## Exercise requirements
Search term "errors": please copy every line of the records below that contains it.
--------------------------------------------------
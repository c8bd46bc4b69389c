// Template document repository

use super::queries::doc_queries::SELECT_ALL_COLUMNS;
use crate::db::DbPool;
use crate::errors::DatabaseError;
use crate::models::{DocPatch, DocRecord, NewDoc};
use tracing::instrument;

/// Repository for template documents, addressed by id or by request path
#[derive(Debug, Clone)]
pub struct DocRepository {
    pool: DbPool,
}

impl DocRepository {
    pub fn new(pool: DbPool) -> Self {
        Self { pool }
    }

    /// Find the document serving a request path
    #[instrument(skip(self))]
    pub async fn find_by_path(&self, path: &str) -> Result<Option<DocRecord>, DatabaseError> {
        let doc = sqlx::query_as::<_, DocRecord>(&format!(
            "SELECT {} FROM docs WHERE path = $1",
            SELECT_ALL_COLUMNS
        ))
        .bind(path)
        .fetch_optional(self.pool.pool())
        .await?;

        tracing::debug!(path = %path, found = doc.is_some(), "Looked up document by path");
        Ok(doc)
    }

    #[instrument(skip(self))]
    pub async fn find_by_id(&self, id: i64) -> Result<Option<DocRecord>, DatabaseError> {
        let doc = sqlx::query_as::<_, DocRecord>(&format!(
            "SELECT {} FROM docs WHERE id = $1",
            SELECT_ALL_COLUMNS
        ))
        .bind(id)
        .fetch_optional(self.pool.pool())
        .await?;

        Ok(doc)
    }

    /// Page through documents ordered by id
    #[instrument(skip(self))]
    pub async fn list(&self, limit: i64, offset: i64) -> Result<Vec<DocRecord>, DatabaseError> {
        let docs = sqlx::query_as::<_, DocRecord>(&format!(
            "SELECT {} FROM docs ORDER BY id LIMIT $1 OFFSET $2",
            SELECT_ALL_COLUMNS
        ))
        .bind(limit)
        .bind(offset)
        .fetch_all(self.pool.pool())
        .await?;

        Ok(docs)
    }

    #[instrument(skip(self))]
    pub async fn count(&self) -> Result<i64, DatabaseError> {
        let total: i64 = sqlx::query_scalar("SELECT COUNT(*) FROM docs")
            .fetch_one(self.pool.pool())
            .await?;
        Ok(total)
    }

    #[instrument(skip(self, doc), fields(path = %doc.path))]
    pub async fn create(&self, doc: &NewDoc) -> Result<DocRecord, DatabaseError> {
        let created = sqlx::query_as::<_, DocRecord>(&format!(
            "INSERT INTO docs (path, db_name, content) VALUES ($1, $2, $3) RETURNING {}",
            SELECT_ALL_COLUMNS
        ))
        .bind(&doc.path)
        .bind(&doc.db_name)
        .bind(&doc.content)
        .fetch_one(self.pool.pool())
        .await?;

        tracing::info!(doc_id = created.id, path = %created.path, "Document created");
        Ok(created)
    }

    /// Apply a partial update; `None` when no document has this id
    #[instrument(skip(self, patch))]
    pub async fn update(&self, id: i64, patch: &DocPatch) -> Result<Option<DocRecord>, DatabaseError> {
        let updated = sqlx::query_as::<_, DocRecord>(&format!(
            r#"
            UPDATE docs
            SET path = COALESCE($2, path),
                db_name = COALESCE($3, db_name),
                content = COALESCE($4, content),
                updated_at = NOW()
            WHERE id = $1
            RETURNING {}
            "#,
            SELECT_ALL_COLUMNS
        ))
        .bind(id)
        .bind(patch.path.as_deref())
        .bind(patch.db_name.as_deref())
        .bind(patch.content.as_deref())
        .fetch_optional(self.pool.pool())
        .await?;

        if updated.is_some() {
            tracing::info!(doc_id = id, "Document updated");
        }
        Ok(updated)
    }

    /// Returns whether a row was deleted
    #[instrument(skip(self))]
    pub async fn delete(&self, id: i64) -> Result<bool, DatabaseError> {
        let result = sqlx::query("DELETE FROM docs WHERE id = $1")
            .bind(id)
            .execute(self.pool.pool())
            .await?;

        let deleted = result.rows_affected() > 0;
        if deleted {
            tracing::info!(doc_id = id, "Document deleted");
        }
        Ok(deleted)
    }
}
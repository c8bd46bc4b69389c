// Attribute (EAV) tokens
//
// `attrs(code=Output, ...)` emits one LEFT JOIN per attribute against the
// attribute-value table; `attrs_fields(code=Output, ...)` emits the matching
// `alias.value AS Output` select items. Both render aliases in sorted order.

use super::{Replacer, TokenContext, TokenParam, TokenRegistry};
use crate::composer::sql::{is_column_ref, is_identifier, quote_literal};
use crate::config::AttributeConfig;
use crate::errors::TokenError;
use std::collections::{BTreeMap, HashMap};
use std::sync::Arc;

pub const ATTRS_TOKEN: &str = "attrs";
pub const ATTRS_FIELDS_TOKEN: &str = "attrs_fields";

/// Attribute code plus the output column it is selected as
#[derive(Debug, Clone, PartialEq, Eq)]
struct AttrAlias {
    code: String,
    output: String,
}

/// Schema names, validated once at registration
#[derive(Debug, Clone)]
struct AttrSchema {
    table: String,
    id_column: String,
    entity_column: String,
    value_column: String,
    entity_key: String,
}

pub fn register(registry: &mut TokenRegistry, config: &AttributeConfig) {
    let schema = Arc::new(AttrSchema {
        table: config.table.clone(),
        id_column: config.id_column.clone(),
        entity_column: config.entity_column.clone(),
        value_column: config.value_column.clone(),
        entity_key: config.entity_key.clone(),
    });

    let join_schema = Arc::clone(&schema);
    registry.register_dictionary_token(ATTRS_TOKEN, move |params: &[TokenParam]| {
        let aliases = collect_aliases(params)?;
        let schema = Arc::clone(&join_schema);
        let replacer: Replacer = Box::new(move |ctx: &TokenContext<'_>| {
            let dictionary = ctx.dictionary.ok_or(TokenError::DictionaryNotLoaded)?;
            join_fragment(&aliases, dictionary, &schema)
        });
        Ok(replacer)
    });

    registry.register(ATTRS_FIELDS_TOKEN, move |params: &[TokenParam]| {
        let aliases = collect_aliases(params)?;
        let schema = Arc::clone(&schema);
        let replacer: Replacer =
            Box::new(move |_ctx: &TokenContext<'_>| Ok(select_fragment(&aliases, &schema)));
        Ok(replacer)
    });
}

/// Key each parameter by its SQL alias (`-` becomes `_`); the map order is
/// the render order
fn collect_aliases(params: &[TokenParam]) -> Result<BTreeMap<String, AttrAlias>, TokenError> {
    let mut aliases = BTreeMap::new();
    for param in params {
        let alias = param.name.replace('-', "_");
        if !is_identifier(&alias) {
            return Err(TokenError::InvalidParameter {
                name: param.name.clone(),
                reason: "attribute code does not form a valid alias".to_string(),
            });
        }
        if !is_identifier(&param.value) {
            return Err(TokenError::InvalidParameter {
                name: param.name.clone(),
                reason: format!("'{}' is not a valid output name", param.value),
            });
        }
        aliases.insert(
            alias,
            AttrAlias {
                code: param.name.clone(),
                output: param.value.clone(),
            },
        );
    }
    Ok(aliases)
}

fn join_fragment(
    aliases: &BTreeMap<String, AttrAlias>,
    dictionary: &HashMap<String, String>,
    schema: &AttrSchema,
) -> Result<String, TokenError> {
    let mut joins = Vec::with_capacity(aliases.len());
    for (alias, attr) in aliases {
        let id = dictionary
            .get(&attr.code)
            .ok_or_else(|| TokenError::UnknownAttribute(attr.code.clone()))?;
        joins.push(format!(
            "LEFT JOIN {table} AS {alias} ON {alias}.{id_column} = {id} AND {alias}.{entity_column} = {entity_key}",
            table = schema.table,
            alias = alias,
            id_column = schema.id_column,
            id = quote_literal(id),
            entity_column = schema.entity_column,
            entity_key = schema.entity_key,
        ));
    }
    Ok(joins.join(" "))
}

fn select_fragment(aliases: &BTreeMap<String, AttrAlias>, schema: &AttrSchema) -> String {
    aliases
        .iter()
        .map(|(alias, attr)| format!("{}.{} AS {}", alias, schema.value_column, attr.output))
        .collect::<Vec<_>>()
        .join(",")
}

/// True when every configured schema name is safe to splice into SQL
pub fn schema_is_valid(config: &AttributeConfig) -> bool {
    is_column_ref(&config.table)
        && is_identifier(&config.id_column)
        && is_identifier(&config.entity_column)
        && is_identifier(&config.value_column)
        && is_column_ref(&config.entity_key)
}

#[cfg(test)]
mod tests {
    use super::*;
    use crate::errors::ComposeError;

    fn dictionary() -> HashMap<String, String> {
        HashMap::from([
            ("color".to_string(), "sid-1".to_string()),
            ("size-code".to_string(), "sid-2".to_string()),
            ("weight".to_string(), "sid-3".to_string()),
        ])
    }

    fn registry() -> TokenRegistry {
        TokenRegistry::with_standard_tokens(&AttributeConfig::default())
    }

    #[test]
    fn test_join_fragment_sorted_by_alias() {
        let dict = dictionary();
        let ctx = TokenContext {
            dictionary: Some(&dict),
        };
        let params = vec![
            TokenParam::new("weight", "Weight"),
            TokenParam::new("color", "Color"),
        ];

        let sql = registry().resolve(ATTRS_TOKEN, &params, &ctx).unwrap();
        assert_eq!(
            sql,
            "LEFT JOIN fty_obj_attr AS color ON color.attr_sid = 'sid-1' AND color.obj_sid = fty_product.sid \
             LEFT JOIN fty_obj_attr AS weight ON weight.attr_sid = 'sid-3' AND weight.obj_sid = fty_product.sid"
        );
    }

    #[test]
    fn test_dash_becomes_underscore_in_alias() {
        let dict = dictionary();
        let ctx = TokenContext {
            dictionary: Some(&dict),
        };
        let params = vec![TokenParam::new("size-code", "Size")];

        let join = registry().resolve(ATTRS_TOKEN, &params, &ctx).unwrap();
        assert!(join.contains("AS size_code ON size_code.attr_sid = 'sid-2'"));

        let select = registry()
            .resolve(ATTRS_FIELDS_TOKEN, &params, &ctx)
            .unwrap();
        assert_eq!(select, "size_code.attr_value AS Size");
    }

    #[test]
    fn test_select_fragment_order_independent() {
        let ctx = TokenContext::default();
        let a = vec![
            TokenParam::new("weight", "Weight"),
            TokenParam::new("color", "Color"),
        ];
        let b = vec![
            TokenParam::new("color", "Color"),
            TokenParam::new("weight", "Weight"),
        ];

        let first = registry().resolve(ATTRS_FIELDS_TOKEN, &a, &ctx).unwrap();
        let second = registry().resolve(ATTRS_FIELDS_TOKEN, &b, &ctx).unwrap();
        assert_eq!(first, second);
        assert_eq!(first, "color.attr_value AS Color,weight.attr_value AS Weight");
    }

    #[test]
    fn test_unknown_attribute_is_scoped_error() {
        let dict = dictionary();
        let ctx = TokenContext {
            dictionary: Some(&dict),
        };
        let params = vec![TokenParam::new("material", "Material")];

        let err = registry().resolve(ATTRS_TOKEN, &params, &ctx).unwrap_err();
        assert_eq!(
            err,
            ComposeError::TokenFailed {
                name: ATTRS_TOKEN.to_string(),
                source: TokenError::UnknownAttribute("material".to_string()),
            }
        );
    }

    #[test]
    fn test_join_without_dictionary_fails() {
        let params = vec![TokenParam::new("color", "Color")];
        let err = registry()
            .resolve(ATTRS_TOKEN, &params, &TokenContext::default())
            .unwrap_err();
        assert!(matches!(
            err,
            ComposeError::TokenFailed {
                source: TokenError::DictionaryNotLoaded,
                ..
            }
        ));
    }

    #[test]
    fn test_dictionary_ids_are_quoted() {
        let dict = HashMap::from([("color".to_string(), "o'brien".to_string())]);
        let ctx = TokenContext {
            dictionary: Some(&dict),
        };
        let params = vec![TokenParam::new("color", "Color")];
        let sql = registry().resolve(ATTRS_TOKEN, &params, &ctx).unwrap();
        assert!(sql.contains("= 'o''brien'"));
    }

    #[test]
    fn test_invalid_output_name_rejected() {
        let params = vec![TokenParam::new("color", "Color; DROP TABLE x")];
        let err = registry()
            .resolve(ATTRS_FIELDS_TOKEN, &params, &TokenContext::default())
            .unwrap_err();
        assert!(err.is_token_failure());
    }

    #[test]
    fn test_default_schema_is_valid() {
        assert!(schema_is_valid(&AttributeConfig::default()));
        let mut config = AttributeConfig::default();
        config.table = "t; --".to_string();
        assert!(!schema_is_valid(&config));
    }
}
--------------------------------------------------
## Exercise response
use crate::errors::DatabaseError;
use crate::errors::TokenError;
    use crate::errors::ComposeError;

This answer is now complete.